Regulatory Clouds Remain
The surge in tokenized stock trading comes as legal uncertainty lingers. “It is crucial to understand that investors do not own actual shares; they hold tokens issued by intermediaries, which may entitle them to payouts if the underlying shares increase in value or are sold,” said John Murillo, chief business officer at fintech firm B2Broker. “That distinction is central to how regulators will eventually classify these products.”
Most represent synthetic exposure rather than direct ownership, meaning they fall into a gray area between securities and crypto assets. Industry lawyers say platforms like XStocks must maintain full collateralization and transparent custody structures to avoid enforcement risks in the U.S. and Europe.
According to data from analytics firm RWA.xyz, the value of tokenized public equities held on-chain stands at about $666 million, excluding cumulative trading volume.
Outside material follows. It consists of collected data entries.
//! Git repository detection

use std::path::{Path, PathBuf};

use git2::Repository;

use crate::{Error, Result};

/// Information about a git remote
#[derive(Debug, Clone, PartialEq, Eq)]
pub struct RemoteInfo {
    /// Name of the remote (e.g., "origin")
    pub name: String,
    /// URL of the remote
    pub url: String,
}

/// The repository the command runs in
pub struct GitRepo {
    repo: Repository,
    root: PathBuf,
}

impl std::fmt::Debug for GitRepo {
    fn fmt(&self, f: &mut std::fmt::Formatter<'_>) -> std::fmt::Result {
        f.debug_struct("GitRepo")
            .field("root", &self.root)
            .finish_non_exhaustive()
    }
}

impl GitRepo {
    /// Open a git repository at the given path
    ///
    /// This will search upward from the given path to find the repository root.
    pub fn open(path: impl AsRef<Path>) -> Result<Self> {
        let path = path.as_ref();

        let repo = Repository::discover(path).map_err(|e| {
            if e.code() == git2::ErrorCode::NotFound {
                Error::Git(format!(
                    "Not a git repository: {}. Pass --repo owner/name or run inside a clone.",
                    path.display()
                ))
            } else {
                Error::Git(e.to_string())
            }
        })?;

        let root = repo
            .workdir()
            .ok_or_else(|| Error::Git("Bare repositories are not supported".to_string()))?
            .to_path_buf();

        Ok(Self { repo, root })
    }

    /// Get the repository root path
    pub fn root(&self) -> &Path {
        &self.root
    }

    /// Get the default remote (usually "origin")
    pub fn default_remote(&self) -> Result<RemoteInfo> {
        if let Ok(remote) = self.repo.find_remote("origin") {
            if let Some(url) = remote.url() {
                return Ok(RemoteInfo {
                    name: "origin".to_string(),
                    url: url.to_string(),
                });
            }
        }

        // Fall back to first available remote
        let remotes = self
            .repo
            .remotes()
            .map_err(|e| Error::Git(format!("Failed to list remotes: {}", e)))?;

        for remote_name in remotes.iter().flatten() {
            if let Ok(remote) = self.repo.find_remote(remote_name) {
                if let Some(url) = remote.url() {
                    return Ok(RemoteInfo {
                        name: remote_name.to_string(),
                        url: url.to_string(),
                    });
                }
            }
        }

        Err(Error::Git(
            "No remotes configured; pass --repo owner/name".to_string(),
        ))
    }

    /// Get the current branch name, `None` when detached or unborn
    pub fn current_branch(&self) -> Result<Option<String>> {
        let head = match self.repo.head() {
            Ok(h) => h,
            Err(e) if e.code() == git2::ErrorCode::UnbornBranch => return Ok(None),
            Err(e) => return Err(Error::Git(format!("Failed to get HEAD: {}", e))),
        };

        if head.is_branch() {
            Ok(head.shorthand().map(|s| s.to_string()))
        } else {
            Ok(None)
        }
    }
}
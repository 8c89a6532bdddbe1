//! gh-comment CLI - pull request comments from the command line
//!
//! Adds, replies to, edits, reacts to and resolves review comments, one at a
//! time or from a batch file, and explains what to do when GitHub says no.

mod commands;

use std::path::PathBuf;

use clap::{Parser, Subcommand};
use prc_core::{CliOverrides, CommentType, Config};
use tracing_subscriber::{fmt, prelude::*, EnvFilter};

use commands::{
    AddArgs, BatchArgs, ConfigArgs, Context, EditArgs, LinesArgs, ListArgs, ReactArgs, ReplyArgs,
    ResolveArgs,
};

/// gh-comment: batch pull request comments with guided error recovery
#[derive(Parser, Debug)]
#[command(name = "gh-comment")]
#[command(author, version, about, long_about = None)]
struct Cli {
    /// Enable verbose output
    #[arg(short, long, global = true)]
    verbose: bool,

    /// Repository as owner/name (detected from the git remote if not given)
    #[arg(short = 'R', long, global = true)]
    repo: Option<String>,

    /// Pull request number (detected from the current branch if not given)
    #[arg(long, global = true)]
    pr: Option<u64>,

    /// Config file to use instead of ~/.config/gh-comment/config.toml
    #[arg(long, global = true, env = "GH_COMMENT_CONFIG")]
    config: Option<PathBuf>,

    /// Comment type when an operation does not say (review or issue)
    #[arg(long = "type", global = true)]
    comment_type: Option<CommentType>,

    #[command(subcommand)]
    command: Option<Commands>,
}

#[derive(Subcommand, Debug)]
enum Commands {
    /// Show version information
    Version,

    /// Apply comment operations from a YAML or JSON file
    #[command(visible_alias = "b")]
    Batch(BatchArgs),

    /// Add a comment
    Add(AddArgs),

    /// Reply to a comment
    Reply(ReplyArgs),

    /// React to a comment, or remove your reaction
    React(ReactArgs),

    /// Replace the text of a comment
    Edit(EditArgs),

    /// Resolve a review thread
    Resolve(ResolveArgs),

    /// List comments on the pull request
    #[command(visible_alias = "ls")]
    List(ListArgs),

    /// Show which lines of a changed file accept review comments
    Lines(LinesArgs),

    /// Show current configuration
    Config(ConfigArgs),
}

impl Cli {
    /// Flags that take precedence over the config file and environment
    fn overrides(&self) -> CliOverrides {
        let (timeout, no_expand_suggestions) = match &self.command {
            Some(Commands::Batch(args)) => (args.timeout, args.no_expand_suggestions),
            Some(Commands::Add(args)) => (None, args.no_expand_suggestions),
            Some(Commands::Reply(args)) => (None, args.no_expand_suggestions),
            Some(Commands::Edit(args)) => (None, args.no_expand_suggestions),
            _ => (None, false),
        };

        CliOverrides {
            repo: self.repo.clone(),
            comment_type: self.comment_type,
            timeout,
            expand_suggestions: no_expand_suggestions.then_some(false),
        }
    }
}

#[tokio::main]
async fn main() -> anyhow::Result<()> {
    let cli = Cli::parse();

    // RUST_LOG wins; --verbose only changes the default
    let default_filter = if cli.verbose { "debug" } else { "warn" };
    tracing_subscriber::registry()
        .with(fmt::layer().with_writer(std::io::stderr))
        .with(
            EnvFilter::try_from_default_env().unwrap_or_else(|_| EnvFilter::new(default_filter)),
        )
        .init();

    if cli.verbose {
        tracing::info!("Verbose mode enabled");
    }

    let config = Config::load_with_overrides(cli.config.as_deref(), cli.overrides())?;

    if cli.verbose {
        tracing::info!(
            repo = ?config.defaults.repo,
            comment_type = %config.defaults.comment_type,
            timeout = ?config.batch.timeout,
            expand_suggestions = config.defaults.expand_suggestions,
            api_base = %config.github.api_base,
            "Configuration loaded"
        );
    }

    let ctx = Context::new(config, cli.verbose, cli.repo, cli.pr);

    match cli.command {
        Some(Commands::Version) => {
            println!("gh-comment {}", env!("CARGO_PKG_VERSION"));
        }
        Some(Commands::Batch(args)) => {
            args.execute(&ctx).await?;
        }
        Some(Commands::Add(args)) => {
            args.execute(&ctx).await?;
        }
        Some(Commands::Reply(args)) => {
            args.execute(&ctx).await?;
        }
        Some(Commands::React(args)) => {
            args.execute(&ctx).await?;
        }
        Some(Commands::Edit(args)) => {
            args.execute(&ctx).await?;
        }
        Some(Commands::Resolve(args)) => {
            args.execute(&ctx).await?;
        }
        Some(Commands::List(args)) => {
            args.execute(&ctx).await?;
        }
        Some(Commands::Lines(args)) => {
            args.execute(&ctx).await?;
        }
        Some(Commands::Config(args)) => {
            args.execute(&ctx)?;
        }
        None => {
            println!("gh-comment - pull request comments with guided error recovery");
            println!();
            println!("Use --help for usage information");
        }
    }

    Ok(())
}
Analysts expect the figure to grow as more brokerages and issuers launch regulated tokenization pilots under frameworks emerging in the European Union, Hong Kong and Singapore.
Investor Takeaway
XStocks’ ahead growth reflects the appeal of real-world asset tokenization during a broader rebound in digital-asset markets. If volumes continue at the current pace, the platform could outstrip the first-year totals of earlier RWA projects by a wide margin. Whether regulators treat xStock tokens as securities or digital receipts will determine how rapidly such products gain traction in major financial centers.